[Stored items]
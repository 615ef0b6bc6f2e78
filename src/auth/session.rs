use std::sync::Arc;

use chrono::Duration;

use crate::auth::password;
use crate::auth::token;
use crate::config::AuthConfig;
use crate::db::models::Session;
use crate::db::store::CredentialStore;
use crate::error::{AppError, AuthError};

/// A submitted login attempt. Pure data — nothing touches the store until
/// it is handed to [`SessionManager::login`].
#[derive(Debug, Clone)]
pub struct LoginRequest {
    pub user_name: String,
    pub password: String,
}

impl LoginRequest {
    pub fn new(user_name: String, password: String) -> Self {
        Self {
            user_name,
            password,
        }
    }
}

/// Login and session validation.
///
/// Holds no session state of its own: every call is a fresh
/// read-verify-write cycle against the store, which is also the only
/// synchronization point between concurrent requests.
pub struct SessionManager {
    store: Arc<dyn CredentialStore>,
    session_ttl: Duration,
}

impl SessionManager {
    pub fn new(store: Arc<dyn CredentialStore>, auth: &AuthConfig) -> Self {
        Self {
            store,
            session_ttl: auth.session_ttl(),
        }
    }

    /// Verify credentials and issue a session.
    ///
    /// Unknown user and wrong password surface as the same
    /// `InvalidCredentials`, so responses cannot be used to enumerate user
    /// names. On success the session record for this user is created or
    /// replaced, keyed by the user's ULID.
    pub async fn login(&self, request: LoginRequest) -> Result<Session, AppError> {
        let user = match self.store.get_user_by_user_name(&request.user_name).await? {
            Some(user) => user,
            None => {
                // Burn a hash so this path costs the same as a wrong
                // password; the two must not be distinguishable by timing
                // either.
                let _ = password::hash_password(&request.password);
                return Err(AuthError::InvalidCredentials.into());
            }
        };

        if !password::verify_password(&request.password, &user.password_hash)? {
            return Err(AuthError::InvalidCredentials.into());
        }

        let session = Session::issue(user.ulid, token::generate_token(), self.session_ttl);
        self.store.put_session(&session).await?;

        Ok(session)
    }

    /// Validate a presented token and rotate it.
    ///
    /// Every successful check replaces the stored token and pushes the
    /// expiry out by the full TTL; the caller must carry the returned pair
    /// back to the client. A failed check never mutates the stored record.
    /// If a concurrent check rotates first, the guarded overwrite loses and
    /// this call reports `InvalidToken` — exactly one of N simultaneous
    /// validations of the same token can win.
    pub async fn check_session(
        &self,
        user_ulid: &str,
        access_token: &str,
    ) -> Result<Session, AppError> {
        let session = self
            .store
            .get_session(user_ulid)
            .await?
            .ok_or(AuthError::SessionNotFound)?;

        if !token::constant_time_eq(access_token.as_bytes(), session.access_token.as_bytes()) {
            return Err(AuthError::InvalidToken.into());
        }
        if session.is_expired() {
            return Err(AuthError::SessionExpired.into());
        }

        let next = Session::issue(
            user_ulid.to_string(),
            token::generate_token(),
            self.session_ttl,
        );
        let swapped = self
            .store
            .swap_session_token(user_ulid, access_token, &next)
            .await?;
        if !swapped {
            return Err(AuthError::InvalidToken.into());
        }

        Ok(next)
    }
}

#[cfg(test)]
mod tests {
    use super::*;
    use crate::auth::registry::UserRegistry;
    use crate::db::store::MockCredentialStore;
    use crate::db::MemoryStore;
    use crate::error::StoreError;
    use chrono::Utc;

    fn auth_config() -> AuthConfig {
        AuthConfig {
            session_ttl_minutes: 30,
            password_min_length: 8,
            user_name_max_length: 64,
        }
    }

    /// Store with one created user, plus a manager over the same store.
    async fn seeded(user_name: &str, password: &str) -> (Arc<MemoryStore>, SessionManager) {
        let store = Arc::new(MemoryStore::new());
        let auth = auth_config();
        let registry = UserRegistry::new(store.clone(), &auth);
        let user = registry.new_user(user_name, password).unwrap();
        registry.create(user).await.unwrap();

        let manager = SessionManager::new(store.clone(), &auth);
        (store, manager)
    }

    fn auth_err(result: Result<Session, AppError>) -> AuthError {
        match result {
            Err(AppError::Auth(e)) => e,
            Ok(s) => panic!("expected auth error, got session for {}", s.user_ulid),
            Err(e) => panic!("expected auth error, got {e}"),
        }
    }

    #[tokio::test]
    async fn test_login_issues_a_live_session() {
        let (store, manager) = seeded("bob", "pw123-long-enough").await;

        let session = manager
            .login(LoginRequest::new(
                "bob".to_string(),
                "pw123-long-enough".to_string(),
            ))
            .await
            .unwrap();

        assert!(!session.access_token.is_empty());
        assert!(session.expired > Utc::now());

        // The store now holds exactly this session, keyed by the user.
        let stored = store.get_session(&session.user_ulid).await.unwrap().unwrap();
        assert_eq!(stored.access_token, session.access_token);
    }

    #[tokio::test]
    async fn test_login_failures_are_indistinguishable() {
        let (_store, manager) = seeded("bob", "pw123-long-enough").await;

        let wrong_password = auth_err(
            manager
                .login(LoginRequest::new(
                    "bob".to_string(),
                    "not-the-password".to_string(),
                ))
                .await,
        );
        let unknown_user = auth_err(
            manager
                .login(LoginRequest::new(
                    "nouser".to_string(),
                    "whatever-pw".to_string(),
                ))
                .await,
        );

        assert_eq!(wrong_password, AuthError::InvalidCredentials);
        assert_eq!(unknown_user, wrong_password);
    }

    #[test_log::test(tokio::test)]
    async fn test_check_session_rotates_the_token() {
        let (_store, manager) = seeded("bob", "pw123-long-enough").await;
        let first = manager
            .login(LoginRequest::new(
                "bob".to_string(),
                "pw123-long-enough".to_string(),
            ))
            .await
            .unwrap();

        let second = manager
            .check_session(&first.user_ulid, &first.access_token)
            .await
            .unwrap();
        assert_ne!(second.access_token, first.access_token);
        // Sliding expiration: each validation extends the horizon.
        assert!(second.expired >= first.expired);

        // The old token died the moment the new one was issued.
        let replayed = auth_err(
            manager
                .check_session(&first.user_ulid, &first.access_token)
                .await,
        );
        assert_eq!(replayed, AuthError::InvalidToken);

        // The rotated token is the live one.
        manager
            .check_session(&second.user_ulid, &second.access_token)
            .await
            .unwrap();
    }

    #[tokio::test]
    async fn test_check_session_without_record() {
        let (_store, manager) = seeded("bob", "pw123-long-enough").await;

        let err = auth_err(manager.check_session("01ARZ3NDEKTSV4RRFFQ69G5FAV", "t").await);
        assert_eq!(err, AuthError::SessionNotFound);
    }

    #[tokio::test]
    async fn test_wrong_token_leaves_record_untouched() {
        let (store, manager) = seeded("bob", "pw123-long-enough").await;
        let session = manager
            .login(LoginRequest::new(
                "bob".to_string(),
                "pw123-long-enough".to_string(),
            ))
            .await
            .unwrap();

        let err = auth_err(
            manager
                .check_session(&session.user_ulid, "forged-token-value")
                .await,
        );
        assert_eq!(err, AuthError::InvalidToken);

        // The stored token did not rotate, so the real one still works.
        let stored = store.get_session(&session.user_ulid).await.unwrap().unwrap();
        assert_eq!(stored.access_token, session.access_token);
        manager
            .check_session(&session.user_ulid, &session.access_token)
            .await
            .unwrap();
    }

    #[tokio::test]
    async fn test_expired_session_fails_even_with_correct_token() {
        let (store, manager) = seeded("bob", "pw123-long-enough").await;

        let stale = Session {
            user_ulid: "01ARZ3NDEKTSV4RRFFQ69G5FAV".to_string(),
            access_token: "still-the-right-token".to_string(),
            expired: Utc::now() - Duration::minutes(5),
        };
        store.put_session(&stale).await.unwrap();

        let err = auth_err(
            manager
                .check_session(&stale.user_ulid, &stale.access_token)
                .await,
        );
        assert_eq!(err, AuthError::SessionExpired);

        // Rejection must not have touched the record.
        let stored = store.get_session(&stale.user_ulid).await.unwrap().unwrap();
        assert_eq!(stored.access_token, stale.access_token);
        assert_eq!(stored.expired, stale.expired);
    }

    #[tokio::test(flavor = "multi_thread", worker_threads = 4)]
    async fn test_concurrent_checks_rotate_exactly_once() {
        let (_store, manager) = seeded("carol", "pw123-long-enough").await;
        let manager = Arc::new(manager);
        let session = manager
            .login(LoginRequest::new(
                "carol".to_string(),
                "pw123-long-enough".to_string(),
            ))
            .await
            .unwrap();

        let mut handles = Vec::new();
        for _ in 0..8 {
            let manager = manager.clone();
            let user_ulid = session.user_ulid.clone();
            let presented = session.access_token.clone();
            handles.push(tokio::spawn(async move {
                manager.check_session(&user_ulid, &presented).await
            }));
        }

        let mut wins = 0;
        let mut losses = 0;
        for handle in handles {
            match handle.await.unwrap() {
                Ok(_) => wins += 1,
                Err(AppError::Auth(AuthError::InvalidToken)) => losses += 1,
                Err(e) => panic!("unexpected error: {e}"),
            }
        }

        assert_eq!(wins, 1);
        assert_eq!(losses, 7);
    }

    #[tokio::test]
    async fn test_store_failures_propagate_unchanged() {
        let mut mock = MockCredentialStore::new();
        mock.expect_get_user_by_user_name()
            .returning(|_| Err(StoreError::Query("connection reset".to_string())));
        let manager = SessionManager::new(Arc::new(mock), &auth_config());

        let result = manager
            .login(LoginRequest::new(
                "bob".to_string(),
                "pw123-long-enough".to_string(),
            ))
            .await;
        assert!(matches!(result, Err(AppError::Store(StoreError::Query(_)))));

        let mut mock = MockCredentialStore::new();
        mock.expect_get_session()
            .returning(|_| Err(StoreError::Connection("pool closed".to_string())));
        let manager = SessionManager::new(Arc::new(mock), &auth_config());

        let result = manager.check_session("some-ulid", "some-token").await;
        assert!(matches!(
            result,
            Err(AppError::Store(StoreError::Connection(_)))
        ));
    }
}
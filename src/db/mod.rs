//! Credential store adapter.
//!
//! The trait in [`store`] is the only persistence surface the rest of the
//! crate sees; [`postgres`] and [`memory`] are interchangeable behind it.

pub mod memory;
pub mod models;
pub mod postgres;
pub mod store;

pub use memory::MemoryStore;
pub use models::{Session, User};
pub use postgres::PgStore;
pub use store::CredentialStore;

# What you have to do
Copy each line in the data that holds the word "struct".

# Answer box
pub struct LoginRequest {
pub struct SessionManager {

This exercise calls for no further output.